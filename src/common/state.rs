use moka::future::Cache;
use std::sync::Arc;
use std::time::Duration;

use crate::api::WeatherApiClient;
use crate::config::Config;
use crate::error::AppResult;
use crate::model::StationInfo;

/// Cache for the station directory. There is a single entry keyed by
/// [`STATIONS_KEY`]; admin writes invalidate it.
pub type StationCache = Cache<String, Arc<Vec<StationInfo>>>;

pub const STATIONS_KEY: &str = "stations";

#[derive(Clone)]
pub struct AppState {
    pub config: Arc<Config>,
    pub client: Arc<WeatherApiClient>,
    pub station_cache: StationCache,
}

impl AppState {
    /// # Errors
    ///
    /// Returns an error if the HTTP client cannot be built.
    pub fn new(config: Config) -> AppResult<Self> {
        let client = WeatherApiClient::new(&config)?;
        Ok(Self::with_client(config, client))
    }

    #[must_use]
    pub fn with_client(config: Config, client: WeatherApiClient) -> Self {
        let station_cache: StationCache = Cache::builder()
            .max_capacity(1)
            .time_to_live(Duration::from_secs(config.station_cache_ttl_seconds))
            .build();

        Self {
            config: Arc::new(config),
            client: Arc::new(client),
            station_cache,
        }
    }
}
//! Derived metrics over a window of samples.

use crate::model::{Sample, SampleField};

/// Standard sea-level pressure (inHg).
pub const STANDARD_PRESSURE_IN: f64 = 29.92;

/// Irradiance treated as a full solar bar (W/m²).
pub const SOLAR_FULL_SCALE_WM2: f64 = 1200.0;

/// Min, max and mean of the known values of one field.
///
/// All three are `None` when the window has no known value.
#[derive(Debug, Clone, Copy, PartialEq, Default)]
pub struct Extrema {
    pub min: Option<f64>,
    pub max: Option<f64>,
    pub avg: Option<f64>,
}

fn known_values(series: &[Sample], field: SampleField) -> impl Iterator<Item = f64> + '_ {
    series
        .iter()
        .filter_map(move |s| s.get(field))
        .filter(|v| !v.is_nan())
}

#[must_use]
pub fn extrema(series: &[Sample], field: SampleField) -> Extrema {
    let mut count = 0usize;
    let mut sum = 0.0;
    let mut min = f64::INFINITY;
    let mut max = f64::NEG_INFINITY;

    for v in known_values(series, field) {
        count += 1;
        sum += v;
        min = min.min(v);
        max = max.max(v);
    }

    if count == 0 {
        return Extrema::default();
    }
    Extrema {
        min: Some(min),
        max: Some(max),
        avg: Some(sum / count as f64),
    }
}

/// Most recent known value of a field.
#[must_use]
pub fn latest(series: &[Sample], field: SampleField) -> Option<f64> {
    series.iter().rev().find_map(|s| s.get(field))
}

/// Temperature minus dew point.
#[must_use]
pub fn dew_point_spread(sample: &Sample) -> Option<f64> {
    Some(sample.temperature_f? - sample.dew_point_f?)
}

/// Signed difference from standard pressure. Independent of the slope-based trend.
#[must_use]
pub fn pressure_deviation(sample: &Sample) -> Option<f64> {
    sample.pressure_in.map(|p| p - STANDARD_PRESSURE_IN)
}

/// Wind chill, else heat index, else the air temperature.
#[must_use]
pub fn feels_like(sample: &Sample) -> Option<f64> {
    sample
        .wind_chill_f
        .or(sample.heat_index_f)
        .or(sample.temperature_f)
}

/// Share of the solar bar to fill, 0 to 100.
#[must_use]
pub fn solar_percent(sample: &Sample) -> f64 {
    match sample.solar_radiation_wm2 {
        Some(w) if w > 0.0 => (w / SOLAR_FULL_SCALE_WM2 * 100.0).min(100.0),
        _ => 0.0,
    }
}

/// Headline figures for the selected window.
#[derive(Debug, Clone, PartialEq)]
pub struct WindowSummary {
    pub temperature: Extrema,
    pub rain_total_max: Option<f64>,
    pub uv_max: Option<f64>,
    pub gust_max: Option<f64>,
    pub sample_count: usize,
}

#[must_use]
pub fn summarize(series: &[Sample]) -> WindowSummary {
    WindowSummary {
        temperature: extrema(series, SampleField::Temperature),
        rain_total_max: extrema(series, SampleField::PrecipTotal).max,
        uv_max: extrema(series, SampleField::UvIndex).max,
        gust_max: extrema(series, SampleField::WindGust).max,
        sample_count: series.len(),
    }
}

**********

Work required.
Every entry above must be copied exactly.

Answer to this exercise.
filename src/common/state.rs
use moka::future::Cache;
use std::sync::Arc;
use std::time::Duration;

use crate::api::WeatherApiClient;
use crate::config::Config;
use crate::error::AppResult;
use crate::model::StationInfo;

/// Cache for the station directory. There is a single entry keyed by
/// [`STATIONS_KEY`]; admin writes invalidate it.
pub type StationCache = Cache<String, Arc<Vec<StationInfo>>>;

pub const STATIONS_KEY: &str = "stations";

#[derive(Clone)]
pub struct AppState {
    pub config: Arc<Config>,
    pub client: Arc<WeatherApiClient>,
    pub station_cache: StationCache,
}

impl AppState {
    /// # Errors
    ///
    /// Returns an error if the HTTP client cannot be built.
    pub fn new(config: Config) -> AppResult<Self> {
        let client = WeatherApiClient::new(&config)?;
        Ok(Self::with_client(config, client))
    }

    #[must_use]
    pub fn with_client(config: Config, client: WeatherApiClient) -> Self {
        let station_cache: StationCache = Cache::builder()
            .max_capacity(1)
            .time_to_live(Duration::from_secs(config.station_cache_ttl_seconds))
            .build();

        Self {
            config: Arc::new(config),
            client: Arc::new(client),
            station_cache,
        }
    }
}
//! Derived metrics over a window of samples.

use crate::model::{Sample, SampleField};

/// Standard sea-level pressure (inHg).
pub const STANDARD_PRESSURE_IN: f64 = 29.92;

/// Irradiance treated as a full solar bar (W/m²).
pub const SOLAR_FULL_SCALE_WM2: f64 = 1200.0;

/// Min, max and mean of the known values of one field.
///
/// All three are `None` when the window has no known value.
#[derive(Debug, Clone, Copy, PartialEq, Default)]
pub struct Extrema {
    pub min: Option<f64>,
    pub max: Option<f64>,
    pub avg: Option<f64>,
}

fn known_values(series: &[Sample], field: SampleField) -> impl Iterator<Item = f64> + '_ {
    series
        .iter()
        .filter_map(move |s| s.get(field))
        .filter(|v| !v.is_nan())
}

#[must_use]
pub fn extrema(series: &[Sample], field: SampleField) -> Extrema {
    let mut count = 0usize;
    let mut sum = 0.0;
    let mut min = f64::INFINITY;
    let mut max = f64::NEG_INFINITY;

    for v in known_values(series, field) {
        count += 1;
        sum += v;
        min = min.min(v);
        max = max.max(v);
    }

    if count == 0 {
        return Extrema::default();
    }
    Extrema {
        min: Some(min),
        max: Some(max),
        avg: Some(sum / count as f64),
    }
}

/// Most recent known value of a field.
#[must_use]
pub fn latest(series: &[Sample], field: SampleField) -> Option<f64> {
    series.iter().rev().find_map(|s| s.get(field))
}

/// Temperature minus dew point.
#[must_use]
pub fn dew_point_spread(sample: &Sample) -> Option<f64> {
    Some(sample.temperature_f? - sample.dew_point_f?)
}

/// Signed difference from standard pressure. Independent of the slope-based trend.
#[must_use]
pub fn pressure_deviation(sample: &Sample) -> Option<f64> {
    sample.pressure_in.map(|p| p - STANDARD_PRESSURE_IN)
}

/// Wind chill, else heat index, else the air temperature.
#[must_use]
pub fn feels_like(sample: &Sample) -> Option<f64> {
    sample
        .wind_chill_f
        .or(sample.heat_index_f)
        .or(sample.temperature_f)
}

/// Share of the solar bar to fill, 0 to 100.
#[must_use]
pub fn solar_percent(sample: &Sample) -> f64 {
    match sample.solar_radiation_wm2 {
        Some(w) if w > 0.0 => (w / SOLAR_FULL_SCALE_WM2 * 100.0).min(100.0),
        _ => 0.0,
    }
}

/// Headline figures for the selected window.
#[derive(Debug, Clone, PartialEq)]
pub struct WindowSummary {
    pub temperature: Extrema,
    pub rain_total_max: Option<f64>,
    pub uv_max: Option<f64>,
    pub gust_max: Option<f64>,
    pub sample_count: usize,
}

#[must_use]
pub fn summarize(series: &[Sample]) -> WindowSummary {
    WindowSummary {
        temperature: extrema(series, SampleField::Temperature),
        rain_total_max: extrema(series, SampleField::PrecipTotal).max,
        uv_max: extrema(series, SampleField::UvIndex).max,
        gust_max: extrema(series, SampleField::WindGust).max,
        sample_count: series.len(),
    }
}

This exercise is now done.